| GOAL OF THE EXERCISE |
The entries below should be transcribed in their entirety, exactly as written.

START DATA IN THIS EXERCISE

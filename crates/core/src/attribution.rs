//! Conversion reporting contract for the ads-attribution API.
//!
//! The same logical conversion may be emitted by the browser pixel and by the
//! server; both carry the same `event_id` so the receiving API keeps one.

use async_trait::async_trait;
use chrono::{DateTime, Utc};
use serde::{Deserialize, Serialize};
use sha2::{Digest, Sha256};

use crate::error::NurtureResult;

/// Raw identifying data as known to the application.
#[derive(Debug, Clone, Default, PartialEq, Eq, Serialize, Deserialize)]
pub struct UserData {
    pub email: Option<String>,
    pub phone: Option<String>,
    pub first_name: Option<String>,
    pub last_name: Option<String>,
    pub external_id: Option<String>,
    pub client_ip: Option<String>,
    pub user_agent: Option<String>,
    pub fbp: Option<String>,
    pub fbc: Option<String>,
}

/// Wire form of `UserData`: personal fields are SHA-256 hashed, network and
/// browser-session identifiers pass through untouched.
#[derive(Debug, Clone, Default, PartialEq, Eq, Serialize, Deserialize)]
pub struct HashedUserData {
    #[serde(skip_serializing_if = "Option::is_none")]
    pub em: Option<String>,
    #[serde(skip_serializing_if = "Option::is_none")]
    pub ph: Option<String>,
    #[serde(rename = "fn", skip_serializing_if = "Option::is_none")]
    pub first_name: Option<String>,
    #[serde(skip_serializing_if = "Option::is_none")]
    pub ln: Option<String>,
    #[serde(skip_serializing_if = "Option::is_none")]
    pub external_id: Option<String>,
    #[serde(skip_serializing_if = "Option::is_none")]
    pub client_ip_address: Option<String>,
    #[serde(skip_serializing_if = "Option::is_none")]
    pub client_user_agent: Option<String>,
    #[serde(skip_serializing_if = "Option::is_none")]
    pub fbp: Option<String>,
    #[serde(skip_serializing_if = "Option::is_none")]
    pub fbc: Option<String>,
}

/// Normalizes (trim + lowercase) and hashes one identifier. Blank input
/// yields `None` rather than the hash of an empty string.
pub fn hash_identifier(raw: &str) -> Option<String> {
    let normalized = raw.trim().to_lowercase();
    if normalized.is_empty() {
        return None;
    }
    let mut hasher = Sha256::new();
    hasher.update(normalized.as_bytes());
    Some(hex::encode(hasher.finalize()))
}

fn passthrough(value: &Option<String>) -> Option<String> {
    value
        .as_deref()
        .map(str::trim)
        .filter(|v| !v.is_empty())
        .map(str::to_string)
}

impl UserData {
    pub fn hashed(&self) -> HashedUserData {
        let hash = |v: &Option<String>| v.as_deref().and_then(hash_identifier);
        HashedUserData {
            em: hash(&self.email),
            ph: hash(&self.phone),
            first_name: hash(&self.first_name),
            ln: hash(&self.last_name),
            external_id: hash(&self.external_id),
            client_ip_address: passthrough(&self.client_ip),
            client_user_agent: passthrough(&self.user_agent),
            fbp: passthrough(&self.fbp),
            fbc: passthrough(&self.fbc),
        }
    }
}

/// One server-side conversion event, ready for transmission.
#[derive(Debug, Clone, PartialEq, Serialize, Deserialize)]
pub struct ConversionEvent {
    pub event_name: String,
    pub event_id: String,
    pub event_time: DateTime<Utc>,
    pub event_source_url: String,
    pub action_source: String,
    pub user_data: HashedUserData,
    pub custom_data: serde_json::Value,
}

/// Outcome of a best-effort report. Callers must acknowledge it; none of the
/// variants is an error the caller can act on.
#[must_use = "conversion outcomes must be acknowledged, even when ignored"]
#[derive(Debug, Clone, PartialEq, Eq)]
pub enum ReportOutcome {
    Sent,
    Ignored(String),
    Failed(String),
}

impl ReportOutcome {
    /// Records the outcome in the log and drops it.
    pub fn acknowledge(self, event_name: &str, event_id: &str) {
        match self {
            ReportOutcome::Sent => {
                tracing::debug!(event_name, event_id, "conversion reported");
            }
            ReportOutcome::Ignored(reason) => {
                tracing::info!(event_name, event_id, %reason, "conversion not reported");
            }
            ReportOutcome::Failed(reason) => {
                tracing::warn!(event_name, event_id, %reason, "conversion report failed");
            }
        }
    }
}

/// Transport to the attribution API.
#[async_trait]
pub trait AttributionApi: Send + Sync {
    async fn submit(&self, event: &ConversionEvent) -> NurtureResult<()>;
}

#[cfg(test)]
mod tests {
    use super::*;

    #[test]
    fn test_hash_is_normalized_sha256() {
        // sha256("test@example.com")
        let expected = "973dfe463ec85785f5f95af5ba3906eedb2d931c24e69824a89ea65dba4e813b";
        assert_eq!(hash_identifier("  Test@Example.COM ").as_deref(), Some(expected));
        assert_eq!(hash_identifier("   "), None);
    }

    #[test]
    fn test_hashed_user_data_splits_pii_from_passthrough() {
        let user = UserData {
            email: Some("user@example.com".into()),
            first_name: Some("Dana".into()),
            client_ip: Some("203.0.113.9".into()),
            user_agent: Some("Mozilla/5.0".into()),
            fbp: Some("fb.1.1700000000.123".into()),
            ..Default::default()
        };
        let hashed = user.hashed();
        assert_eq!(hashed.em.as_ref().map(|h| h.len()), Some(64));
        assert_ne!(hashed.first_name.as_deref(), Some("Dana"));
        assert_eq!(hashed.client_ip_address.as_deref(), Some("203.0.113.9"));
        assert_eq!(hashed.fbp.as_deref(), Some("fb.1.1700000000.123"));
        assert!(hashed.ph.is_none());

        let json = serde_json::to_value(&hashed).unwrap();
        assert!(json.get("fn").is_some());
        assert!(json.get("ph").is_none());
    }
}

END DATA IN THIS EXERCISE

| SOLUTION BELOW |
filename crates/core/src/attribution.rs
//! Conversion reporting contract for the ads-attribution API.
//!
//! The same logical conversion may be emitted by the browser pixel and by the
//! server; both carry the same `event_id` so the receiving API keeps one.

use async_trait::async_trait;
use chrono::{DateTime, Utc};
use serde::{Deserialize, Serialize};
use sha2::{Digest, Sha256};

use crate::error::NurtureResult;

/// Raw identifying data as known to the application.
#[derive(Debug, Clone, Default, PartialEq, Eq, Serialize, Deserialize)]
pub struct UserData {
    pub email: Option<String>,
    pub phone: Option<String>,
    pub first_name: Option<String>,
    pub last_name: Option<String>,
    pub external_id: Option<String>,
    pub client_ip: Option<String>,
    pub user_agent: Option<String>,
    pub fbp: Option<String>,
    pub fbc: Option<String>,
}

/// Wire form of `UserData`: personal fields are SHA-256 hashed, network and
/// browser-session identifiers pass through untouched.
#[derive(Debug, Clone, Default, PartialEq, Eq, Serialize, Deserialize)]
pub struct HashedUserData {
    #[serde(skip_serializing_if = "Option::is_none")]
    pub em: Option<String>,
    #[serde(skip_serializing_if = "Option::is_none")]
    pub ph: Option<String>,
    #[serde(rename = "fn", skip_serializing_if = "Option::is_none")]
    pub first_name: Option<String>,
    #[serde(skip_serializing_if = "Option::is_none")]
    pub ln: Option<String>,
    #[serde(skip_serializing_if = "Option::is_none")]
    pub external_id: Option<String>,
    #[serde(skip_serializing_if = "Option::is_none")]
    pub client_ip_address: Option<String>,
    #[serde(skip_serializing_if = "Option::is_none")]
    pub client_user_agent: Option<String>,
    #[serde(skip_serializing_if = "Option::is_none")]
    pub fbp: Option<String>,
    #[serde(skip_serializing_if = "Option::is_none")]
    pub fbc: Option<String>,
}

/// Normalizes (trim + lowercase) and hashes one identifier. Blank input
/// yields `None` rather than the hash of an empty string.
pub fn hash_identifier(raw: &str) -> Option<String> {
    let normalized = raw.trim().to_lowercase();
    if normalized.is_empty() {
        return None;
    }
    let mut hasher = Sha256::new();
    hasher.update(normalized.as_bytes());
    Some(hex::encode(hasher.finalize()))
}

fn passthrough(value: &Option<String>) -> Option<String> {
    value
        .as_deref()
        .map(str::trim)
        .filter(|v| !v.is_empty())
        .map(str::to_string)
}

impl UserData {
    pub fn hashed(&self) -> HashedUserData {
        let hash = |v: &Option<String>| v.as_deref().and_then(hash_identifier);
        HashedUserData {
            em: hash(&self.email),
            ph: hash(&self.phone),
            first_name: hash(&self.first_name),
            ln: hash(&self.last_name),
            external_id: hash(&self.external_id),
            client_ip_address: passthrough(&self.client_ip),
            client_user_agent: passthrough(&self.user_agent),
            fbp: passthrough(&self.fbp),
            fbc: passthrough(&self.fbc),
        }
    }
}

/// One server-side conversion event, ready for transmission.
#[derive(Debug, Clone, PartialEq, Serialize, Deserialize)]
pub struct ConversionEvent {
    pub event_name: String,
    pub event_id: String,
    pub event_time: DateTime<Utc>,
    pub event_source_url: String,
    pub action_source: String,
    pub user_data: HashedUserData,
    pub custom_data: serde_json::Value,
}

/// Outcome of a best-effort report. Callers must acknowledge it; none of the
/// variants is an error the caller can act on.
#[must_use = "conversion outcomes must be acknowledged, even when ignored"]
#[derive(Debug, Clone, PartialEq, Eq)]
pub enum ReportOutcome {
    Sent,
    Ignored(String),
    Failed(String),
}

impl ReportOutcome {
    /// Records the outcome in the log and drops it.
    pub fn acknowledge(self, event_name: &str, event_id: &str) {
        match self {
            ReportOutcome::Sent => {
                tracing::debug!(event_name, event_id, "conversion reported");
            }
            ReportOutcome::Ignored(reason) => {
                tracing::info!(event_name, event_id, %reason, "conversion not reported");
            }
            ReportOutcome::Failed(reason) => {
                tracing::warn!(event_name, event_id, %reason, "conversion report failed");
            }
        }
    }
}

/// Transport to the attribution API.
#[async_trait]
pub trait AttributionApi: Send + Sync {
    async fn submit(&self, event: &ConversionEvent) -> NurtureResult<()>;
}

#[cfg(test)]
mod tests {
    use super::*;

    #[test]
    fn test_hash_is_normalized_sha256() {
        // sha256("test@example.com")
        let expected = "973dfe463ec85785f5f95af5ba3906eedb2d931c24e69824a89ea65dba4e813b";
        assert_eq!(hash_identifier("  Test@Example.COM ").as_deref(), Some(expected));
        assert_eq!(hash_identifier("   "), None);
    }

    #[test]
    fn test_hashed_user_data_splits_pii_from_passthrough() {
        let user = UserData {
            email: Some("user@example.com".into()),
            first_name: Some("Dana".into()),
            client_ip: Some("203.0.113.9".into()),
            user_agent: Some("Mozilla/5.0".into()),
            fbp: Some("fb.1.1700000000.123".into()),
            ..Default::default()
        };
        let hashed = user.hashed();
        assert_eq!(hashed.em.as_ref().map(|h| h.len()), Some(64));
        assert_ne!(hashed.first_name.as_deref(), Some("Dana"));
        assert_eq!(hashed.client_ip_address.as_deref(), Some("203.0.113.9"));
        assert_eq!(hashed.fbp.as_deref(), Some("fb.1.1700000000.123"));
        assert!(hashed.ph.is_none());

        let json = serde_json::to_value(&hashed).unwrap();
        assert!(json.get("fn").is_some());
        assert!(json.get("ph").is_none());
    }
}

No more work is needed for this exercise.